April 1, 2002 - American RadioWorks’ John Biewen presents “Corrections, Inc.,” a documentary that examines the business and financial aspects of imprisonment, and how some of those with vested interests help to shape who gets locked up and for how long.
June 1, 2002 - An American RadioWorks special report presents the documentary “Fast Food and Animal Rights: McDonald's New Farm,” which looks at how McDonald’s has launched the first campaign of its kind to pressure slaughterhouses that provide their meat to dispatch the animals more humanely…and executives say they couldn't have done it without Temple Grandin.
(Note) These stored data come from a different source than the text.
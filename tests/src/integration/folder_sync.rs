//! # Folder Sync
//!
//! The whole `image-sync` runtime: a temp folder on one side, a WebSocket
//! host on the other.

#[cfg(test)]
mod tests {
    use std::path::Path;
    use std::sync::Arc;
    use std::time::Duration;

    use ls_01_link_client::test_utils::SimulatedHost;
    use serde_json::{json, Value};
    use sync_runtime::{Args, RuntimeConfig, RuntimeError, SyncRuntime};

    use crate::support::HostServer;

    fn config_for(server: &HostServer, dir: &Path) -> RuntimeConfig {
        let mut config = RuntimeConfig::default().apply_args(&Args {
            endpoint: Some(server.endpoint()),
            watch_dir: Some(dir.to_path_buf()),
            timeout_ms: Some(5_000),
            ..Args::default()
        });
        config.watch.quiet_period = Duration::from_millis(100);
        config.watch.poll_interval = Duration::from_millis(20);
        config.metrics_interval = Duration::from_millis(50);
        config
    }

    async fn eventually<F: Fn() -> bool>(what: &str, condition: F) {
        let reached = tokio::time::timeout(Duration::from_secs(10), async {
            while !condition() {
                tokio::time::sleep(Duration::from_millis(25)).await;
            }
        })
        .await;
        assert!(reached.is_ok(), "timed out waiting for {what}");
    }

    fn texture_url(host: &SimulatedHost, name: &str) -> Option<Value> {
        let node = host.nodes_named(name).into_iter().next()?;
        let texture = host.find_component(&node, "StaticTexture2D")?;
        texture.member("URL")?.value().cloned()
    }

    #[tokio::test(flavor = "multi_thread", worker_threads = 4)]
    async fn test_image_lifecycle_in_watched_folder() {
        let server = HostServer::start(Arc::new(SimulatedHost::new()))
            .await
            .unwrap();
        server.host().queue_asset_url("res://abc");
        server.host().queue_asset_url("res://def");
        let dir = tempfile::tempdir().unwrap();
        let watch_dir = dir.path().join("images");

        let mut runtime = SyncRuntime::new(config_for(&server, &watch_dir));
        runtime.start().await.unwrap();
        assert!(watch_dir.is_dir());

        std::fs::write(watch_dir.join("cat.png"), b"first").unwrap();
        eventually("construction", || runtime.router().stats().constructed == 1).await;
        assert_eq!(texture_url(server.host(), "cat.png"), Some(json!("res://abc")));

        std::fs::write(watch_dir.join("cat.png"), b"second, longer").unwrap();
        eventually("refresh", || runtime.router().stats().updated == 1).await;
        assert_eq!(texture_url(server.host(), "cat.png"), Some(json!("res://def")));
        assert_eq!(server.host().nodes_named("cat.png").len(), 1);

        let client = Arc::clone(runtime.client());
        runtime.shutdown().await;
        assert!(!client.is_connected());
        assert_eq!(client.pending_count(), 0);
    }

    #[tokio::test(flavor = "multi_thread", worker_threads = 4)]
    async fn test_images_are_laid_out_in_a_row() {
        let server = HostServer::start(Arc::new(SimulatedHost::new()))
            .await
            .unwrap();
        let dir = tempfile::tempdir().unwrap();

        let mut runtime = SyncRuntime::new(config_for(&server, dir.path()));
        runtime.start().await.unwrap();

        std::fs::write(dir.path().join("one.png"), b"1").unwrap();
        eventually("first image", || runtime.router().stats().constructed == 1).await;
        std::fs::write(dir.path().join("two.jpg"), b"2").unwrap();
        eventually("second image", || runtime.router().stats().constructed == 2).await;
        std::fs::write(dir.path().join("readme.txt"), b"3").unwrap();
        eventually("ignored file", || runtime.router().stats().ignored == 1).await;

        let host = server.host();
        let first = host.nodes_named("one.png").pop().unwrap();
        let second = host.nodes_named("two.jpg").pop().unwrap();
        let x = |id: &str| host.node_position(id).map(|p| p.x);
        assert_eq!(x(&first), Some(0.0));
        assert_eq!(x(&second), Some(1.5));
        assert!(host.nodes_named("readme.txt").is_empty());

        runtime.shutdown().await;
    }

    #[tokio::test]
    async fn test_unreachable_host_stops_startup() {
        let listener = std::net::TcpListener::bind("127.0.0.1:0").unwrap();
        let port = listener.local_addr().unwrap().port();
        drop(listener);
        let dir = tempfile::tempdir().unwrap();

        let config = RuntimeConfig::default().apply_args(&Args {
            endpoint: Some(format!("ws://127.0.0.1:{port}")),
            watch_dir: Some(dir.path().join("images")),
            ..Args::default()
        });
        let mut runtime = SyncRuntime::new(config);

        let err = runtime.start().await.unwrap_err();
        assert!(matches!(err, RuntimeError::Connect { .. }));
        assert!(!dir.path().join("images").exists());
    }
}
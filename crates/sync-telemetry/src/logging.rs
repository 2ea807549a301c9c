//! Subscriber setup.
//!
//! Human-readable output for development, JSON lines (with target, thread,
//! file and line) for containers. The filter comes from `RUST_LOG` when set,
//! otherwise from the configured level.

use crate::{TelemetryConfig, TelemetryError};
use tracing_subscriber::{layer::SubscriberExt, util::SubscriberInitExt, EnvFilter};

/// Build the filter for `config`.
pub fn env_filter(config: &TelemetryConfig) -> Result<EnvFilter, TelemetryError> {
    EnvFilter::try_from_default_env()
        .or_else(|_| EnvFilter::try_new(&config.log_level))
        .map_err(|e| TelemetryError::LoggingInit(e.to_string()))
}

/// Install the global subscriber. Fails if one is already installed.
pub fn init_logging(config: &TelemetryConfig) -> Result<(), TelemetryError> {
    let filter = env_filter(config)?;

    if !config.console_output {
        return tracing_subscriber::registry()
            .with(filter)
            .try_init()
            .map_err(|e| TelemetryError::LoggingInit(e.to_string()));
    }

    if config.json_logs {
        let json_layer = tracing_subscriber::fmt::layer()
            .json()
            .with_target(true)
            .with_thread_ids(true)
            .with_file(true)
            .with_line_number(true);

        tracing_subscriber::registry()
            .with(filter)
            .with(json_layer)
            .try_init()
            .map_err(|e| TelemetryError::LoggingInit(e.to_string()))?;
    } else {
        let fmt_layer = tracing_subscriber::fmt::layer()
            .with_target(true)
            .with_thread_ids(false)
            .with_file(false)
            .with_line_number(false)
            .with_ansi(true);

        tracing_subscriber::registry()
            .with(filter)
            .with(fmt_layer)
            .try_init()
            .map_err(|e| TelemetryError::LoggingInit(e.to_string()))?;
    }

    tracing::info!(
        service = %config.service_name,
        json_logs = config.json_logs,
        "Logging initialized"
    );
    Ok(())
}
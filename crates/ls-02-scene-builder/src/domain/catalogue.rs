//! The fixed component catalogue of an image object.
//!
//! Attachment order is [`ComponentRole::CATALOGUE`]. Hosts report component
//! types with assembly qualifiers (`[FrooxEngine]FrooxEngine.QuadMesh`);
//! matching ignores every `[...]` segment so both the qualified and the bare
//! namespace form resolve to the same role.

use std::fmt;

/// Namespace every catalogue type lives in.
pub const TYPE_NAMESPACE: &str = "[FrooxEngine]FrooxEngine.";

/// What each attached component does for the image object.
#[derive(Debug, Clone, Copy, PartialEq, Eq, Hash, PartialOrd, Ord)]
pub enum ComponentRole {
    Behavior,
    Texture,
    Exporter,
    Thumbnail,
    SnapPlane,
    ReferenceProxy,
    AssetProxy,
    Material,
    Mesh,
    Renderer,
    SizeDriver,
    Collider,
    SwizzleDriver,
}

impl ComponentRole {
    /// Every role, in attachment order.
    pub const CATALOGUE: [ComponentRole; 13] = [
        ComponentRole::Behavior,
        ComponentRole::Texture,
        ComponentRole::Exporter,
        ComponentRole::Thumbnail,
        ComponentRole::SnapPlane,
        ComponentRole::ReferenceProxy,
        ComponentRole::AssetProxy,
        ComponentRole::Material,
        ComponentRole::Mesh,
        ComponentRole::Renderer,
        ComponentRole::SizeDriver,
        ComponentRole::Collider,
        ComponentRole::SwizzleDriver,
    ];

    /// Unqualified host type name.
    pub const fn type_name(&self) -> &'static str {
        match self {
            ComponentRole::Behavior => "Grabbable",
            ComponentRole::Texture => "StaticTexture2D",
            ComponentRole::Exporter => "TextureExportable",
            ComponentRole::Thumbnail => "ItemTextureThumbnailSource",
            ComponentRole::SnapPlane => "SnapPlane",
            ComponentRole::ReferenceProxy => "ReferenceProxySource",
            ComponentRole::AssetProxy => "AssetProxy<[FrooxEngine]FrooxEngine.Texture2D>",
            ComponentRole::Material => "UnlitMaterial",
            ComponentRole::Mesh => "QuadMesh",
            ComponentRole::Renderer => "MeshRenderer",
            ComponentRole::SizeDriver => "TextureSizeDriver",
            ComponentRole::Collider => "BoxCollider",
            ComponentRole::SwizzleDriver => "Float2ToFloat3SwizzleDriver",
        }
    }

    /// Fully qualified type tag sent with `addComponent`.
    pub fn type_tag(&self) -> String {
        format!("{TYPE_NAMESPACE}{}", self.type_name())
    }

    /// Whether a host-reported type string denotes this role.
    pub fn matches(&self, reported: &str) -> bool {
        let reported = strip_qualifiers(reported);
        reported == strip_qualifiers(&self.type_tag()) || reported == strip_qualifiers(self.type_name())
    }

    /// Role for a host-reported type string, if it is part of the catalogue.
    pub fn classify(reported: &str) -> Option<ComponentRole> {
        Self::CATALOGUE.into_iter().find(|role| role.matches(reported))
    }

    pub const fn label(&self) -> &'static str {
        match self {
            ComponentRole::Behavior => "behavior",
            ComponentRole::Texture => "texture",
            ComponentRole::Exporter => "exporter",
            ComponentRole::Thumbnail => "thumbnail",
            ComponentRole::SnapPlane => "snap-plane",
            ComponentRole::ReferenceProxy => "reference-proxy",
            ComponentRole::AssetProxy => "asset-proxy",
            ComponentRole::Material => "material",
            ComponentRole::Mesh => "mesh",
            ComponentRole::Renderer => "renderer",
            ComponentRole::SizeDriver => "size-driver",
            ComponentRole::Collider => "collider",
            ComponentRole::SwizzleDriver => "swizzle-driver",
        }
    }
}

impl fmt::Display for ComponentRole {
    fn fmt(&self, f: &mut fmt::Formatter<'_>) -> fmt::Result {
        f.write_str(self.label())
    }
}

/// Drop every bracketed assembly qualifier.
pub fn strip_qualifiers(type_tag: &str) -> String {
    let mut out = String::with_capacity(type_tag.len());
    let mut depth = 0usize;
    for ch in type_tag.chars() {
        match ch {
            '[' => depth += 1,
            ']' => depth = depth.saturating_sub(1),
            _ if depth == 0 => out.push(ch),
            _ => {}
        }
    }
    out
}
June 11, 2002 - American RadioWorks presents a documentary short “Kay Fulton’s Diary.” Fulton began this intimate diary of a sister who loses a brother to terrorism in the weeks leading up to the subesquent execution of terrorist.
September 15, 2002 - On this American RadioWorks special radio report, “Nature's Revenge - Louisiana's Vanishing Wetlands” looks at a region of the United States that is crumbling and sinking into the sea. Scientists say it's causing one of the worst and least-publicized environmental disasters in America's history. As Daniel Zwerdling reports for NPR News and ARW, there's a moral to this story: when humans try to outwit nature, it can strike back with a vengeance.
September 26, 2002 - The Mainstreet Radio documentary “An Uncivil War” examines The US-Dakota War of 1862, a war fought in the Minnesota River valley back in 1862 that still leaves scars today. On one side were the Dakota Indians. On the other, settlers and the U.S. government. Hundreds of people died on both sides of the five-week long war. It lead to the largest mass execution in U.S. history, when 38 Dakota were hanged in Mankato.
November 1, 2003 - The American RadioWorks documentary “Whose Vote Counts” looks at voting issues in the United States. Reports include various viewpoints on the problems and potential solutions.
November 4, 2003 - Three of America's most compelling presidents - John F. Kennedy, Lyndon B. Johnson, and Richrad M. Nixon bugged their White House offices and tapped their telephones. They left behind thousands of secretly recorded conversations, from momentous to mundane. In this documentary project, American RadioWorks eavesdrops on presidential telephone calls to hear how each man used one-on-one politics to shape history.
January 21, 2004 - Mainstreet Radio’s Cara Hetland presents “That's Just Janklow," a documentary on Bill Janklow, one of the most powerful figures in South Dakota history. The one time juvenile delinquent went on to become a 4-term governor, and then a Congressman. It all ended in a car crash.
April 1, 2004 - “The Few Who Stayed: Defying Genocide in Rwanda,” an American RadioWorks documentary produced in cooperation with the PBS program FRONTLINE, profiles individuals that resisted the forces of genocide by presents their haunting stories.